Gather every line below where "Flattened" appears.

(Stored items)
· · · · ·

pub mod csv_out;
pub mod json;
pub mod minimal;
pub mod table;

use crate::OutputFormat;
use serde_json::{Map, Value};

/// Dispatch output to the appropriate formatter.
pub fn format_output(format: &OutputFormat, value: &Value) {
    match format {
        OutputFormat::Json => json::print_json(value),
        OutputFormat::Table => table::print_table(value),
        OutputFormat::Csv => csv_out::print_csv(value),
        OutputFormat::Minimal => minimal::print_minimal(value),
    }
}

/// Scalar fields keyed by dotted path, plus every array of objects found
/// along the way (value paths, aligned series, forecasts).
#[derive(Debug, Default)]
pub struct Flattened {
    pub fields: Vec<(String, Value)>,
    pub series: Vec<(String, Vec<Value>)>,
}

pub fn flatten(map: &Map<String, Value>) -> Flattened {
    let mut out = Flattened::default();
    walk("", map, &mut out);
    out
}

fn walk(prefix: &str, map: &Map<String, Value>, out: &mut Flattened) {
    for (key, val) in map {
        let path = if prefix.is_empty() {
            key.clone()
        } else {
            format!("{prefix}.{key}")
        };
        match val {
            Value::Object(inner) => walk(&path, inner, out),
            Value::Array(items) if items.iter().any(Value::is_object) => {
                out.series.push((path, items.clone()));
            }
            _ => out.fields.push((path, val.clone())),
        }
    }
}

/// Render a scalar cell; nested values fall back to compact JSON.
pub fn format_value(value: &Value) -> String {
    match value {
        Value::String(s) => s.clone(),
        Value::Number(n) => n.to_string(),
        Value::Bool(b) => b.to_string(),
        Value::Null => String::new(),
        Value::Array(arr) => {
            let items: Vec<String> = arr.iter().map(format_value).collect();
            items.join(", ")
        }
        Value::Object(_) => serde_json::to_string(value).unwrap_or_default(),
    }
}

/// Column headers for a list of objects, in first-seen order.
pub fn headers(rows: &[Value]) -> Vec<String> {
    let mut headers: Vec<String> = Vec::new();
    for row in rows {
        if let Value::Object(map) = row {
            for key in map.keys() {
                if !headers.contains(key) {
                    headers.push(key.clone());
                }
            }
        }
    }
    headers
}
use serde::{Deserialize, Serialize};

use crate::accumulation::ValuePath;
use crate::error::DcaError;
use crate::stats::{is_degenerate, max_drawdown, sample_std_dev};
use crate::DcaResult;

/// Value paths are sampled monthly.
pub const PERIODS_PER_YEAR: f64 = 12.0;

const DAYS_PER_YEAR: f64 = 365.25;

/// Risk and return ratios for one value path.
#[derive(Debug, Clone, PartialEq, Serialize, Deserialize)]
pub struct RiskMetrics {
    /// Annualised standard deviation of period returns.
    pub volatility: f64,
    pub cagr: f64,
    pub total_return_pct: f64,
    pub sharpe: f64,
    /// Peak-to-trough decline of the value path, as a fraction.
    pub max_drawdown: f64,
    pub initial_value: f64,
    pub final_value: f64,
    pub total_invested: f64,
    /// Years used as the CAGR exponent base.
    pub elapsed_years: f64,
}

/// Derive volatility, CAGR, total return and Sharpe from a value path.
///
/// CAGR is measured over the calendar time between the first and last
/// valued samples; `duration_years` is only used if that span is empty.
/// A path with no dispersion reports a Sharpe ratio of 0.
pub fn analyze(
    path: &ValuePath,
    total_invested: f64,
    risk_free_rate: f64,
    duration_years: f64,
) -> DcaResult<RiskMetrics> {
    let (first, last) = match (path.first(), path.last()) {
        (Some(f), Some(l)) if path.len() >= 2 => (f, l),
        _ => {
            return Err(DcaError::InsufficientHistory(format!(
                "at least 2 valued periods required, got {}",
                path.len()
            )))
        }
    };

    if !total_invested.is_finite() || total_invested <= 0.0 {
        return Err(DcaError::invalid(
            "total_invested",
            "must be a positive amount",
        ));
    }
    if !risk_free_rate.is_finite() {
        return Err(DcaError::invalid("risk_free_rate", "must be a finite rate"));
    }

    let initial_value = first.net_value;
    let final_value = last.net_value;
    if initial_value <= 0.0 {
        return Err(DcaError::FinancialImpossibility(format!(
            "initial portfolio value {initial_value} must be positive"
        )));
    }

    let returns = path.returns()?.values();
    let volatility = if returns.len() < 2 {
        0.0
    } else {
        sample_std_dev(&returns) * PERIODS_PER_YEAR.sqrt()
    };

    let total_return_pct = (final_value - total_invested) / total_invested * 100.0;

    let elapsed = (last.date - first.date).num_days() as f64 / DAYS_PER_YEAR;
    let elapsed_years = if elapsed > 0.0 {
        elapsed
    } else if duration_years.is_finite() && duration_years > 0.0 {
        duration_years
    } else {
        return Err(DcaError::invalid(
            "duration_years",
            "must be positive when the price series spans no time",
        ));
    };

    let cagr = (final_value / initial_value).powf(1.0 / elapsed_years) - 1.0;

    let sharpe = if is_degenerate(volatility) {
        0.0
    } else {
        (cagr - risk_free_rate) / volatility
    };

    let metrics = RiskMetrics {
        volatility,
        cagr,
        total_return_pct,
        sharpe,
        max_drawdown: max_drawdown(&path.values()),
        initial_value,
        final_value,
        total_invested,
        elapsed_years,
    };

    tracing::debug!(
        volatility,
        cagr,
        sharpe,
        total_return_pct,
        "performance metrics computed"
    );

    Ok(metrics)
}
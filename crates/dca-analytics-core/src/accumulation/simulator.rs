use chrono::NaiveDate;
use serde::{Deserialize, Serialize};

use super::schedule::{ContributionSchedule, FeeSchedule};
use crate::error::DcaError;
use crate::series::{PriceSeries, ReturnPoint, ReturnSeries};
use crate::DcaResult;

// ---------------------------------------------------------------------------
// Types
// ---------------------------------------------------------------------------

/// Net portfolio value at one valid price sample.
#[derive(Debug, Clone, Copy, PartialEq, Serialize, Deserialize)]
pub struct ValuePoint {
    /// Index of the sample in the source price series.
    pub period_index: usize,
    pub date: NaiveDate,
    pub net_value: f64,
    /// Cash added at this sample; the initial amount on the first point.
    #[serde(default)]
    pub contribution: f64,
}

/// Ordered net values, one per valid price sample.
#[derive(Debug, Clone, Default, PartialEq, Serialize, Deserialize)]
#[serde(transparent)]
pub struct ValuePath {
    pub points: Vec<ValuePoint>,
}

impl ValuePath {
    pub fn len(&self) -> usize {
        self.points.len()
    }

    pub fn is_empty(&self) -> bool {
        self.points.is_empty()
    }

    pub fn values(&self) -> Vec<f64> {
        self.points.iter().map(|p| p.net_value).collect()
    }

    pub fn first(&self) -> Option<&ValuePoint> {
        self.points.first()
    }

    pub fn last(&self) -> Option<&ValuePoint> {
        self.points.last()
    }

    /// The most recent `n` points (all of them if `n` exceeds the length).
    pub fn tail(&self, n: usize) -> &[ValuePoint] {
        let start = self.points.len().saturating_sub(n);
        &self.points[start..]
    }

    /// Period-over-period fractional returns; one shorter than the path.
    ///
    /// A contribution made at a sample counts as invested at the start of
    /// that period, so `r = v[i] / (v[i-1] + c[i]) - 1`. Without
    /// contributions this is `(v[i] - v[i-1]) / v[i-1]`.
    pub fn returns(&self) -> DcaResult<ReturnSeries> {
        let mut points = Vec::with_capacity(self.points.len().saturating_sub(1));
        for w in self.points.windows(2) {
            let prev = w[0].net_value;
            let base = prev + w[1].contribution;
            if prev <= 0.0 || base <= 0.0 {
                return Err(DcaError::FinancialImpossibility(format!(
                    "portfolio value reached {prev} on {}, returns are undefined",
                    w[0].date
                )));
            }
            points.push(ReturnPoint {
                date: w[1].date,
                value: w[1].net_value / base - 1.0,
            });
        }
        Ok(ReturnSeries { points })
    }
}

/// Everything produced by one accumulation run.
#[derive(Debug, Clone, Serialize, Deserialize)]
pub struct AccumulationResult {
    pub value_path: ValuePath,
    /// Initial amount plus every periodic contribution actually made.
    pub total_invested: f64,
    pub final_units: f64,
    /// Periodic contributions made after the initial one.
    pub contributions_made: usize,
    /// Samples ignored because their price was not positive.
    pub skipped_samples: usize,
    /// True when the contribution stride never fits inside the priced window,
    /// so only the initial amount was invested.
    pub stride_exceeds_series: bool,
}

impl AccumulationResult {
    pub fn final_value(&self) -> f64 {
        self.value_path.last().map_or(0.0, |p| p.net_value)
    }

    /// `(final - invested) / invested`, in percent.
    pub fn total_return_pct(&self) -> f64 {
        if self.total_invested <= 0.0 {
            return 0.0;
        }
        (self.final_value() - self.total_invested) / self.total_invested * 100.0
    }
}

// ---------------------------------------------------------------------------
// Simulation
// ---------------------------------------------------------------------------

/// Replay a contribution schedule against a price series.
///
/// Units start at `initial_amount / first_price`. Every `stride` samples after
/// the first valid one, `periodic_amount / price` units are bought. At every
/// valid sample the fee drag for one month is taken out of the gross value
/// and the unit count is re-derived from the net value, so fees compound
/// into future holdings. Samples with a non-positive price are skipped.
pub fn simulate(
    prices: &PriceSeries,
    schedule: &ContributionSchedule,
    fees: &FeeSchedule,
) -> DcaResult<AccumulationResult> {
    schedule.validate()?;
    fees.validate()?;

    let valid = prices.valid_len();
    if valid < 2 {
        return Err(DcaError::InsufficientHistory(format!(
            "at least 2 positive price samples required, got {valid}"
        )));
    }

    let points = prices.points();
    let first_idx = points.iter().position(|p| p.is_valid()).ok_or_else(|| {
        DcaError::InsufficientHistory("price series has no positive sample".into())
    })?;
    let last_idx = points.iter().rposition(|p| p.is_valid()).unwrap_or(first_idx);

    let stride = schedule.frequency.stride();
    let retention = fees.retention_factor();

    let mut units = schedule.initial_amount / points[first_idx].price;
    let mut total_invested = schedule.initial_amount;
    let mut contributions_made = 0usize;
    let mut path = Vec::with_capacity(valid);

    for (i, p) in points.iter().enumerate().skip(first_idx) {
        if !p.is_valid() {
            continue;
        }

        let offset = i - first_idx;
        let mut contribution = if offset == 0 { schedule.initial_amount } else { 0.0 };
        if offset > 0 && offset % stride == 0 && schedule.periodic_amount > 0.0 {
            units += schedule.periodic_amount / p.price;
            total_invested += schedule.periodic_amount;
            contributions_made += 1;
            contribution = schedule.periodic_amount;
        }

        let gross = units * p.price;
        let net = gross * retention;
        if !net.is_finite() || net < 0.0 {
            return Err(DcaError::FinancialImpossibility(format!(
                "net value {net} on {} is not a valid portfolio value",
                p.date
            )));
        }
        units = net / p.price;

        path.push(ValuePoint {
            period_index: i,
            date: p.date,
            net_value: net,
            contribution,
        });
    }

    if path.len() < 2 {
        return Err(DcaError::InsufficientHistory(format!(
            "value path has {} points, at least 2 required",
            path.len()
        )));
    }

    let skipped_samples = points.len() - valid;
    let result = AccumulationResult {
        value_path: ValuePath { points: path },
        total_invested,
        final_units: units,
        contributions_made,
        skipped_samples,
        stride_exceeds_series: stride > last_idx - first_idx,
    };

    tracing::debug!(
        samples = points.len(),
        skipped = skipped_samples,
        contributions = contributions_made,
        total_invested,
        final_value = result.final_value(),
        "accumulation complete"
    );

    Ok(result)
}

#[cfg(test)]
mod tests {
    use super::*;
    use crate::accumulation::schedule::Frequency;
    use crate::series::PricePoint;

    fn monthly(prices: &[f64]) -> PriceSeries {
        let points = prices
            .iter()
            .enumerate()
            .map(|(i, &p)| {
                let year = 2020 + (i / 12) as i32;
                let month = (i % 12) as u32 + 1;
                PricePoint::new(NaiveDate::from_ymd_opt(year, month, 1).unwrap(), p)
            })
            .collect();
        PriceSeries::new(points).unwrap()
    }

    #[test]
    fn test_lump_sum_tracks_price() {
        let prices = monthly(&[100.0, 120.0, 90.0, 150.0]);
        let schedule = ContributionSchedule::lump_sum(1000.0);
        let out = simulate(&prices, &schedule, &FeeSchedule::none()).unwrap();
        let values = out.value_path.values();
        assert_eq!(values.len(), 4);
        for (v, p) in values.iter().zip([100.0, 120.0, 90.0, 150.0]) {
            assert!((v - 1000.0 * p / 100.0).abs() < 1e-9);
        }
        assert_eq!(out.total_invested, 1000.0);
        assert_eq!(out.contributions_made, 0);
    }

    #[test]
    fn test_monthly_contributions_constant_price() {
        let prices = monthly(&[100.0; 12]);
        let schedule = ContributionSchedule::new(1000.0, 100.0, Frequency::Monthly);
        let out = simulate(&prices, &schedule, &FeeSchedule::none()).unwrap();
        assert!((out.final_units - 21.0).abs() < 1e-9);
        assert!((out.final_value() - 2100.0).abs() < 1e-9);
        assert!((out.total_invested - 2100.0).abs() < 1e-9);
        assert_eq!(out.contributions_made, 11);
    }

    #[test]
    fn test_quarterly_stride() {
        let prices = monthly(&[100.0; 10]);
        let schedule = ContributionSchedule::new(1000.0, 100.0, Frequency::Quarterly);
        let out = simulate(&prices, &schedule, &FeeSchedule::none()).unwrap();
        // offsets 3, 6, 9
        assert_eq!(out.contributions_made, 3);
        assert!((out.total_invested - 1300.0).abs() < 1e-9);
    }

    #[test]
    fn test_stride_longer_than_series() {
        let prices = monthly(&[100.0, 110.0]);
        let schedule = ContributionSchedule::new(10_000.0, 500.0, Frequency::Annual);
        let out = simulate(&prices, &schedule, &FeeSchedule::none()).unwrap();
        assert!(out.stride_exceeds_series);
        assert_eq!(out.contributions_made, 0);
        assert!((out.final_value() - 11_000.0).abs() < 1e-9);
        assert!((out.total_return_pct() - 10.0).abs() < 1e-9);
    }

    #[test]
    fn test_fee_compounds_into_units() {
        let prices = monthly(&[100.0, 100.0, 100.0]);
        let schedule = ContributionSchedule::lump_sum(1200.0);
        let fees = FeeSchedule::new(0.12);
        let out = simulate(&prices, &schedule, &fees).unwrap();
        // 1% drag per sample, applied at each of the 3 samples
        let expected = 1200.0 * 0.99f64.powi(3);
        assert!((out.final_value() - expected).abs() < 1e-9);
        assert!((out.final_units - expected / 100.0).abs() < 1e-12);
    }

    #[test]
    fn test_skips_invalid_samples() {
        let prices = monthly(&[100.0, 0.0, 110.0, -5.0, 121.0]);
        let schedule = ContributionSchedule::new(1000.0, 100.0, Frequency::Monthly);
        let out = simulate(&prices, &schedule, &FeeSchedule::none()).unwrap();
        assert_eq!(out.value_path.len(), 3);
        assert_eq!(out.skipped_samples, 2);
        let idx: Vec<usize> = out.value_path.points.iter().map(|p| p.period_index).collect();
        assert_eq!(idx, vec![0, 2, 4]);
        // Contributions only on valid samples 2 and 4
        assert_eq!(out.contributions_made, 2);
    }

    #[test]
    fn test_leading_invalid_sample_shifts_origin() {
        let prices = monthly(&[0.0, 50.0, 100.0]);
        let schedule = ContributionSchedule::lump_sum(100.0);
        let out = simulate(&prices, &schedule, &FeeSchedule::none()).unwrap();
        assert_eq!(out.value_path.first().unwrap().period_index, 1);
        assert!((out.final_value() - 200.0).abs() < 1e-9);
    }

    #[test]
    fn test_single_sample_insufficient() {
        let prices = monthly(&[100.0]);
        let schedule = ContributionSchedule::lump_sum(1000.0);
        let err = simulate(&prices, &schedule, &FeeSchedule::none()).unwrap_err();
        assert!(matches!(err, DcaError::InsufficientHistory(_)));
    }

    #[test]
    fn test_only_one_valid_sample_insufficient() {
        let prices = monthly(&[0.0, 100.0, -1.0]);
        let schedule = ContributionSchedule::lump_sum(1000.0);
        assert!(matches!(
            simulate(&prices, &schedule, &FeeSchedule::none()),
            Err(DcaError::InsufficientHistory(_))
        ));
    }

    #[test]
    fn test_zero_initial_rejected() {
        let prices = monthly(&[100.0, 110.0]);
        let schedule = ContributionSchedule::new(0.0, 100.0, Frequency::Monthly);
        assert!(matches!(
            simulate(&prices, &schedule, &FeeSchedule::none()),
            Err(DcaError::InvalidInput { .. })
        ));
    }

    #[test]
    fn test_path_returns_length() {
        let prices = monthly(&[100.0, 110.0, 99.0]);
        let out =
            simulate(&prices, &ContributionSchedule::lump_sum(1.0), &FeeSchedule::none()).unwrap();
        let r = out.value_path.returns().unwrap();
        assert_eq!(r.len(), 2);
        assert!((r.points[0].value - 0.10).abs() < 1e-12);
        assert!((r.points[1].value + 0.10).abs() < 1e-12);
    }

    #[test]
    fn test_returns_net_of_contributions() {
        let prices = monthly(&[100.0; 6]);
        let schedule = ContributionSchedule::new(1000.0, 100.0, Frequency::Monthly);
        let out = simulate(&prices, &schedule, &FeeSchedule::none()).unwrap();
        let r = out.value_path.returns().unwrap();
        assert!(r.values().iter().all(|v| v.abs() < 1e-12));
        assert_eq!(out.value_path.points[0].contribution, 1000.0);
        assert_eq!(out.value_path.points[1].contribution, 100.0);
    }

    #[test]
    fn test_tail() {
        let prices = monthly(&[1.0, 2.0, 3.0, 4.0]);
        let out =
            simulate(&prices, &ContributionSchedule::lump_sum(1.0), &FeeSchedule::none()).unwrap();
        assert_eq!(out.value_path.tail(2).len(), 2);
        assert_eq!(out.value_path.tail(2)[0].period_index, 2);
        assert_eq!(out.value_path.tail(10).len(), 4);
    }
}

· · · · ·

Output of the task:
pub struct Flattened {
pub fn flatten(map: &Map<String, Value>) -> Flattened {
    let mut out = Flattened::default();
fn walk(prefix: &str, map: &Map<String, Value>, out: &mut Flattened) {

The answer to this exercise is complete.